What you return should be the lines of the data containing "PlatformDescriptor", each in full.

Collected data
________________

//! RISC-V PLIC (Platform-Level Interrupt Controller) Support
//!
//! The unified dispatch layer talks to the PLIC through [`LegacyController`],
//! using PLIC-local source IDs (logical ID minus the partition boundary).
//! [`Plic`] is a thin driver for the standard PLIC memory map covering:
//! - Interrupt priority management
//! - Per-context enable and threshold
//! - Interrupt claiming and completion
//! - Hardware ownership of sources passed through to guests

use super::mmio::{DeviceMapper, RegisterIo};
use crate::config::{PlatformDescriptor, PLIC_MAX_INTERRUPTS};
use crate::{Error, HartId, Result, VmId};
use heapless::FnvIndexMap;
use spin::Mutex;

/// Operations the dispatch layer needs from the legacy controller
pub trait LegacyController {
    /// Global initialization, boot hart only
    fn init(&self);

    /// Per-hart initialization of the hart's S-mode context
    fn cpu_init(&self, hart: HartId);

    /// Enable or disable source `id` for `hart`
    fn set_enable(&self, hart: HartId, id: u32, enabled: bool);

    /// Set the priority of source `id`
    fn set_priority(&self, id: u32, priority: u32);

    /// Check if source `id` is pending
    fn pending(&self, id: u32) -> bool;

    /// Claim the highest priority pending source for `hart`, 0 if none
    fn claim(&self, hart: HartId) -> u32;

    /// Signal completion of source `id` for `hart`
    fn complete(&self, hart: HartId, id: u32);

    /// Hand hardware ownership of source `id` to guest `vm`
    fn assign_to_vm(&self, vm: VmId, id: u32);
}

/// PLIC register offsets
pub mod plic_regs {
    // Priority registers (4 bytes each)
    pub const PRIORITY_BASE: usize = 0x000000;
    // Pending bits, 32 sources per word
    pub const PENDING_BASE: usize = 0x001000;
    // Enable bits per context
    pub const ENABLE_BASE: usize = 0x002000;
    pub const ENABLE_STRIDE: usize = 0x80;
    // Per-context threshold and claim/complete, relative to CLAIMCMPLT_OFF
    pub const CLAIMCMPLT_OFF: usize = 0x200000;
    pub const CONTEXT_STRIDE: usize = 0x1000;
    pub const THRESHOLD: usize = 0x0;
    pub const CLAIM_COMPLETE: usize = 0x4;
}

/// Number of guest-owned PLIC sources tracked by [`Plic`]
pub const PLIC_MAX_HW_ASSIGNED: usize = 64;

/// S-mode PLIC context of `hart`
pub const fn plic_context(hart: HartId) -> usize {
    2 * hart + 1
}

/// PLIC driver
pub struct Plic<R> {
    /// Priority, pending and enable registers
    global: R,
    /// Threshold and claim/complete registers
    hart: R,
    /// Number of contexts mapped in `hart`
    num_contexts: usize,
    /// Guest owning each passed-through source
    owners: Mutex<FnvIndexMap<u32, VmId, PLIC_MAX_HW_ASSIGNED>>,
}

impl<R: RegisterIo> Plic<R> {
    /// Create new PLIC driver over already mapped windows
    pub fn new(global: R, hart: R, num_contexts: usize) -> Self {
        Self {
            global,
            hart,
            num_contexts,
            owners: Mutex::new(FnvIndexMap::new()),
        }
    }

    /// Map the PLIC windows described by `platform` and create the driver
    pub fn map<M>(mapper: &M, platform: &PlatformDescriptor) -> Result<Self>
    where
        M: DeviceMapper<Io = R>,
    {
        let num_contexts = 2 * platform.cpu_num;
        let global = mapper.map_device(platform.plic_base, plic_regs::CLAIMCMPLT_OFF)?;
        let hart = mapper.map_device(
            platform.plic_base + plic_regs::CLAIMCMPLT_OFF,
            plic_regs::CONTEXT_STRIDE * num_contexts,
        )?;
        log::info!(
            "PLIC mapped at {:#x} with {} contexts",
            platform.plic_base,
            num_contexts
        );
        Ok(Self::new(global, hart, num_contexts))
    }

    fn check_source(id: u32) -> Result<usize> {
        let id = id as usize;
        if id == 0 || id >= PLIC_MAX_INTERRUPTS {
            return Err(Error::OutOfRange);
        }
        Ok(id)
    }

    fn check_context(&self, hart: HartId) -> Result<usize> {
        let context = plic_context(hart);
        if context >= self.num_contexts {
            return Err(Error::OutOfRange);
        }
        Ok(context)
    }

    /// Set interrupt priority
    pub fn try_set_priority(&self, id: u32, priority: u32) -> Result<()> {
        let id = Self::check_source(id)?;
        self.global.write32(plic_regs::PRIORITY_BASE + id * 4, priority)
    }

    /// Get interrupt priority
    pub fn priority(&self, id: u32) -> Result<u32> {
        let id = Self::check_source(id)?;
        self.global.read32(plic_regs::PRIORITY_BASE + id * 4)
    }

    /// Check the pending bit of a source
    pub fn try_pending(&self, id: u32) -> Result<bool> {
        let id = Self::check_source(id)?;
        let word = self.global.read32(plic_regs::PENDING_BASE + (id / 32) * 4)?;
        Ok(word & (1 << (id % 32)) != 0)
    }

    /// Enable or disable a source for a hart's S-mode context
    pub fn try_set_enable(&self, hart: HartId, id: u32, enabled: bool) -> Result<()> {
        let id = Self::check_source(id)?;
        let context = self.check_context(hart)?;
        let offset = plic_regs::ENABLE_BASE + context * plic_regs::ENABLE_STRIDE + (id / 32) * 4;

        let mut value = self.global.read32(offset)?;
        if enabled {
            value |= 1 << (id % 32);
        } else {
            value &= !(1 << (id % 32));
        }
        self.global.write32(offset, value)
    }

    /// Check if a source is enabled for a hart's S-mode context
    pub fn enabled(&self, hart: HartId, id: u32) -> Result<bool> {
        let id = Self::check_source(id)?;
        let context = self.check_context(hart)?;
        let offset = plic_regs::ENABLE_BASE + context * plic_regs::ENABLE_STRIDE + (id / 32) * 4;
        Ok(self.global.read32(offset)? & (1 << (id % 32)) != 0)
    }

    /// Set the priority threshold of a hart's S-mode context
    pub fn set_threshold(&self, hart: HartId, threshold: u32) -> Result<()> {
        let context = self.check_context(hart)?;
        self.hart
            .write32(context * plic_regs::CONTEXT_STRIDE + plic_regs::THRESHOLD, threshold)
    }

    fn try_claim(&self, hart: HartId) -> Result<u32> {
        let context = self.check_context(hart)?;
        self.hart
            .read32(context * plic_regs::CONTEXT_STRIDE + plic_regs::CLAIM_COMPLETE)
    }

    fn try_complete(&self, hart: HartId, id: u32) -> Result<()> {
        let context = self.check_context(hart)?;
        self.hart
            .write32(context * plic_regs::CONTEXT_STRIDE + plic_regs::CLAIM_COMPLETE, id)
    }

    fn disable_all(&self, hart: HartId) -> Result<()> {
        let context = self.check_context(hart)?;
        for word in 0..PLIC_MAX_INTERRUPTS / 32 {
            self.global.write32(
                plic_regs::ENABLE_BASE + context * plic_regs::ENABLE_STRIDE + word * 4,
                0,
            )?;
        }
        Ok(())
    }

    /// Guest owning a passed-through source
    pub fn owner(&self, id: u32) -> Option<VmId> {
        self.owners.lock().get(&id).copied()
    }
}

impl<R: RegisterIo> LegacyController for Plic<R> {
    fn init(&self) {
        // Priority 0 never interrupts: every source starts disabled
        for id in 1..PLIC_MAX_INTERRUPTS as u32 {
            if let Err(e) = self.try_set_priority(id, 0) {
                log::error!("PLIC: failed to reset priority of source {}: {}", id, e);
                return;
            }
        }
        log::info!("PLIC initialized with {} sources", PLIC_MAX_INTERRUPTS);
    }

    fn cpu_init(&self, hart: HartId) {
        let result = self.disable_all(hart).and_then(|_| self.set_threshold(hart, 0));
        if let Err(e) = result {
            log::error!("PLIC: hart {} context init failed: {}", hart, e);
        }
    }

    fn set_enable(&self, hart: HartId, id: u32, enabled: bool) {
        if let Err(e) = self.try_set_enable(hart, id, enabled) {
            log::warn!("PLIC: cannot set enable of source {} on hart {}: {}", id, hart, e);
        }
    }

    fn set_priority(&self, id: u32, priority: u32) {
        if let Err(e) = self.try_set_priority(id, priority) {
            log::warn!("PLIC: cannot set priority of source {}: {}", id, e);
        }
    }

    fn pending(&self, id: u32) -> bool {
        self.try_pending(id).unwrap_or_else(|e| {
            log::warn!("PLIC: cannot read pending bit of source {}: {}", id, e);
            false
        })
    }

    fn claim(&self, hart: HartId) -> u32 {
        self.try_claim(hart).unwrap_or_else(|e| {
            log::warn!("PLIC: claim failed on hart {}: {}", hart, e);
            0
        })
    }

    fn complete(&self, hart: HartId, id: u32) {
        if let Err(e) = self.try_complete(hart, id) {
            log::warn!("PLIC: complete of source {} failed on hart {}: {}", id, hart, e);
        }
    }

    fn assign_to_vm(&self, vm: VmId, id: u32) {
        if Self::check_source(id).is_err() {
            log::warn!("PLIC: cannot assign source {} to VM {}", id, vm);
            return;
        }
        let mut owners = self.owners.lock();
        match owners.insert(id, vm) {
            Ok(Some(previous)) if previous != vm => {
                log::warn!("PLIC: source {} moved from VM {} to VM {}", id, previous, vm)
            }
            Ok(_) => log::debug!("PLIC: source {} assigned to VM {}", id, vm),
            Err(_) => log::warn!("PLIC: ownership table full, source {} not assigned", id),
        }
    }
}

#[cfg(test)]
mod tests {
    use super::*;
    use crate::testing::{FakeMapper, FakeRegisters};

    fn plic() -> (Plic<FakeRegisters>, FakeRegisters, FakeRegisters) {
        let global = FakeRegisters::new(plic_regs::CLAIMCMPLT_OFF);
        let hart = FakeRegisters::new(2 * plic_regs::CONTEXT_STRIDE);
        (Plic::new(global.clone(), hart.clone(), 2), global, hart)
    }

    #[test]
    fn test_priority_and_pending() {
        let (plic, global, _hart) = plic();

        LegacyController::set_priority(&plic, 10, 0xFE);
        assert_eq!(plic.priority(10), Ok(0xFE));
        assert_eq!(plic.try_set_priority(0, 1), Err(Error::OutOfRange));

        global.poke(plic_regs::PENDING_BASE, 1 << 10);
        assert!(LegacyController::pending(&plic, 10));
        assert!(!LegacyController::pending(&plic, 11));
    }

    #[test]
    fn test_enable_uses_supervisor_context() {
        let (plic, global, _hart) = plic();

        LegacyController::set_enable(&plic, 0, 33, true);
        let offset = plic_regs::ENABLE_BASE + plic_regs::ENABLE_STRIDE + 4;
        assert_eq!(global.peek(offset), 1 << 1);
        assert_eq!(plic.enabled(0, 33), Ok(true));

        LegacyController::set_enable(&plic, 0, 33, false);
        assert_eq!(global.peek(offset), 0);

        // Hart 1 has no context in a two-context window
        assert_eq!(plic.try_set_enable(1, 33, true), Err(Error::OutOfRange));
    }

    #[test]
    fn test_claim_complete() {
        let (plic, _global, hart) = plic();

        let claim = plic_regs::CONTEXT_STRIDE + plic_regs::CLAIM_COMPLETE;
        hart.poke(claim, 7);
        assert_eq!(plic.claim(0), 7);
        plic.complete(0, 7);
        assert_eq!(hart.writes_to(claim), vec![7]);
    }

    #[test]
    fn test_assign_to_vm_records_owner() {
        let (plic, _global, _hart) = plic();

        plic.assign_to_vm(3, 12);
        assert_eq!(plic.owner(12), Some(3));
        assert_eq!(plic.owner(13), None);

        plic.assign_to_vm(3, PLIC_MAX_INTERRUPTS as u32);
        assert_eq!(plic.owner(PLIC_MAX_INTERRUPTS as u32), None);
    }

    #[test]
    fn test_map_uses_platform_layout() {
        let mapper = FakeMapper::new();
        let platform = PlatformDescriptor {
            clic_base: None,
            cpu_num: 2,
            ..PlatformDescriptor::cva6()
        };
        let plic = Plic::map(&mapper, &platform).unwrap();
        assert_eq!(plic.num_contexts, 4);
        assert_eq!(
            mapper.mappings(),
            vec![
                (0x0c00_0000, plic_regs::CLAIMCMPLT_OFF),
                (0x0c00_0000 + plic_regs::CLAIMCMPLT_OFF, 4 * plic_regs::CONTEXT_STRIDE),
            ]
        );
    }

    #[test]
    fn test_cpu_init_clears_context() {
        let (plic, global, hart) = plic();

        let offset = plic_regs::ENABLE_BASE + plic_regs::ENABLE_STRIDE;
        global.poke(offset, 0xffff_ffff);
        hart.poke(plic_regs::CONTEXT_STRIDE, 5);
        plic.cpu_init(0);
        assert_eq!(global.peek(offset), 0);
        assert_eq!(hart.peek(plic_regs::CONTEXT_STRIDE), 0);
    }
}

________________

Written response:
use crate::config::{PlatformDescriptor, PLIC_MAX_INTERRUPTS};
    pub fn map<M>(mapper: &M, platform: &PlatformDescriptor) -> Result<Self>
        let platform = PlatformDescriptor {
            ..PlatformDescriptor::cva6()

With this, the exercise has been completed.